++++ Data extracts

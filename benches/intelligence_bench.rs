// ABOUTME: Criterion benchmarks for the deterministic agronomy engines
// ABOUTME: Measures soil synthesis, fertilizer planning, crop comparison, and a full offline run
//
// SPDX-License-Identifier: MIT OR Apache-2.0
// Copyright (c) 2025 GeoCrop

//! Criterion benchmarks for the `geocrop-intelligence` engines.
//!
//! Every engine is pure, so these numbers bound the cost of the offline path
//! and of each fallback taken when the AI backend fails.

#![allow(clippy::missing_docs_in_private_items, clippy::unwrap_used, missing_docs)]

use criterion::{black_box, criterion_group, criterion_main, BenchmarkId, Criterion, Throughput};
use geocrop::intelligence::{
    all_crops, compare, generate_land_report, generate_soil_analysis, plan, recommended_crops,
};
use geocrop::models::Coordinate;
use geocrop::services::{LandAnalysisService, DEFAULT_COORDINATE};
use tokio::runtime::Runtime;

/// Spread of coordinates across every climate band
fn coordinate_grid(count: usize) -> Vec<Coordinate> {
    (0..count)
        .map(|index| {
            let step = index as f64;
            Coordinate::new((step * 7.3) % 180.0 - 90.0, (step * 13.7) % 360.0 - 180.0)
        })
        .collect()
}

fn bench_soil_synthesis(c: &mut Criterion) {
    let mut group = c.benchmark_group("soil_synthesis");

    group.bench_function("single_coordinate", |b| {
        b.iter(|| generate_soil_analysis(black_box(DEFAULT_COORDINATE)));
    });

    for count in [10_usize, 100, 1_000] {
        let grid = coordinate_grid(count);
        group.throughput(Throughput::Elements(count as u64));
        group.bench_with_input(BenchmarkId::new("grid", count), &grid, |b, grid| {
            b.iter(|| {
                grid.iter()
                    .map(|coord| generate_soil_analysis(black_box(*coord)).health_score)
                    .map(u32::from)
                    .sum::<u32>()
            });
        });
    }

    group.finish();
}

fn bench_fertilizer_plan(c: &mut Criterion) {
    let mut group = c.benchmark_group("fertilizer_plan");
    let analysis = generate_soil_analysis(Coordinate::new(30.9010, 75.8573));
    let crops = all_crops();

    group.throughput(Throughput::Elements(crops.len() as u64));
    group.bench_function("all_catalog_crops", |b| {
        b.iter(|| {
            crops
                .iter()
                .map(|crop| plan(black_box(crop), black_box(&analysis)).len())
                .sum::<usize>()
        });
    });

    group.finish();
}

fn bench_crop_comparison(c: &mut Criterion) {
    let mut group = c.benchmark_group("crop_comparison");
    let analysis = generate_soil_analysis(DEFAULT_COORDINATE);
    let crops = all_crops();

    group.throughput(Throughput::Elements((crops.len() * crops.len()) as u64));
    group.bench_function("every_pair", |b| {
        b.iter(|| {
            let mut messages = 0;
            for current in &crops {
                for desired in &crops {
                    messages += compare(current, desired, black_box(&analysis))
                        .assessment
                        .recommendation
                        .len();
                }
            }
            messages
        });
    });

    group.finish();
}

fn bench_offline_pipeline(c: &mut Criterion) {
    let mut group = c.benchmark_group("offline_pipeline");
    group.sample_size(50);

    group.bench_function("engines_only", |b| {
        b.iter(|| {
            let coord = black_box(DEFAULT_COORDINATE);
            let analysis = generate_soil_analysis(coord);
            let crops = recommended_crops(&analysis.soil_type.name, &analysis.climate.name);
            let rows = crops.first().map(|crop| plan(crop, &analysis));
            let report = generate_land_report(coord, &analysis, chrono::Utc::now());
            (crops.len(), rows.map(|rows| rows.len()), report.key_findings.len())
        });
    });

    let runtime = Runtime::new().unwrap();
    group.bench_function("service_analyze", |b| {
        b.iter(|| {
            runtime.block_on(async {
                let mut service = LandAnalysisService::offline();
                service.analyze(black_box(DEFAULT_COORDINATE)).await.unwrap()
            })
        });
    });

    group.finish();
}

criterion_group!(
    benches,
    bench_soil_synthesis,
    bench_fertilizer_plan,
    bench_crop_comparison,
    bench_offline_pipeline,
);
criterion_main!(benches);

++++++++

= Task =
Reproduce the data verbatim, line for line.

= Your solution =
filename benches/intelligence_bench.rs
// ABOUTME: Criterion benchmarks for the deterministic agronomy engines
// ABOUTME: Measures soil synthesis, fertilizer planning, crop comparison, and a full offline run
//
// SPDX-License-Identifier: MIT OR Apache-2.0
// Copyright (c) 2025 GeoCrop

//! Criterion benchmarks for the `geocrop-intelligence` engines.
//!
//! Every engine is pure, so these numbers bound the cost of the offline path
//! and of each fallback taken when the AI backend fails.

#![allow(clippy::missing_docs_in_private_items, clippy::unwrap_used, missing_docs)]

use criterion::{black_box, criterion_group, criterion_main, BenchmarkId, Criterion, Throughput};
use geocrop::intelligence::{
    all_crops, compare, generate_land_report, generate_soil_analysis, plan, recommended_crops,
};
use geocrop::models::Coordinate;
use geocrop::services::{LandAnalysisService, DEFAULT_COORDINATE};
use tokio::runtime::Runtime;

/// Spread of coordinates across every climate band
fn coordinate_grid(count: usize) -> Vec<Coordinate> {
    (0..count)
        .map(|index| {
            let step = index as f64;
            Coordinate::new((step * 7.3) % 180.0 - 90.0, (step * 13.7) % 360.0 - 180.0)
        })
        .collect()
}

fn bench_soil_synthesis(c: &mut Criterion) {
    let mut group = c.benchmark_group("soil_synthesis");

    group.bench_function("single_coordinate", |b| {
        b.iter(|| generate_soil_analysis(black_box(DEFAULT_COORDINATE)));
    });

    for count in [10_usize, 100, 1_000] {
        let grid = coordinate_grid(count);
        group.throughput(Throughput::Elements(count as u64));
        group.bench_with_input(BenchmarkId::new("grid", count), &grid, |b, grid| {
            b.iter(|| {
                grid.iter()
                    .map(|coord| generate_soil_analysis(black_box(*coord)).health_score)
                    .map(u32::from)
                    .sum::<u32>()
            });
        });
    }

    group.finish();
}

fn bench_fertilizer_plan(c: &mut Criterion) {
    let mut group = c.benchmark_group("fertilizer_plan");
    let analysis = generate_soil_analysis(Coordinate::new(30.9010, 75.8573));
    let crops = all_crops();

    group.throughput(Throughput::Elements(crops.len() as u64));
    group.bench_function("all_catalog_crops", |b| {
        b.iter(|| {
            crops
                .iter()
                .map(|crop| plan(black_box(crop), black_box(&analysis)).len())
                .sum::<usize>()
        });
    });

    group.finish();
}

fn bench_crop_comparison(c: &mut Criterion) {
    let mut group = c.benchmark_group("crop_comparison");
    let analysis = generate_soil_analysis(DEFAULT_COORDINATE);
    let crops = all_crops();

    group.throughput(Throughput::Elements((crops.len() * crops.len()) as u64));
    group.bench_function("every_pair", |b| {
        b.iter(|| {
            let mut messages = 0;
            for current in &crops {
                for desired in &crops {
                    messages += compare(current, desired, black_box(&analysis))
                        .assessment
                        .recommendation
                        .len();
                }
            }
            messages
        });
    });

    group.finish();
}

fn bench_offline_pipeline(c: &mut Criterion) {
    let mut group = c.benchmark_group("offline_pipeline");
    group.sample_size(50);

    group.bench_function("engines_only", |b| {
        b.iter(|| {
            let coord = black_box(DEFAULT_COORDINATE);
            let analysis = generate_soil_analysis(coord);
            let crops = recommended_crops(&analysis.soil_type.name, &analysis.climate.name);
            let rows = crops.first().map(|crop| plan(crop, &analysis));
            let report = generate_land_report(coord, &analysis, chrono::Utc::now());
            (crops.len(), rows.map(|rows| rows.len()), report.key_findings.len())
        });
    });

    let runtime = Runtime::new().unwrap();
    group.bench_function("service_analyze", |b| {
        b.iter(|| {
            runtime.block_on(async {
                let mut service = LandAnalysisService::offline();
                service.analyze(black_box(DEFAULT_COORDINATE)).await.unwrap()
            })
        });
    });

    group.finish();
}

criterion_group!(
    benches,
    bench_soil_synthesis,
    bench_fertilizer_plan,
    bench_crop_comparison,
    bench_offline_pipeline,
);
criterion_main!(benches);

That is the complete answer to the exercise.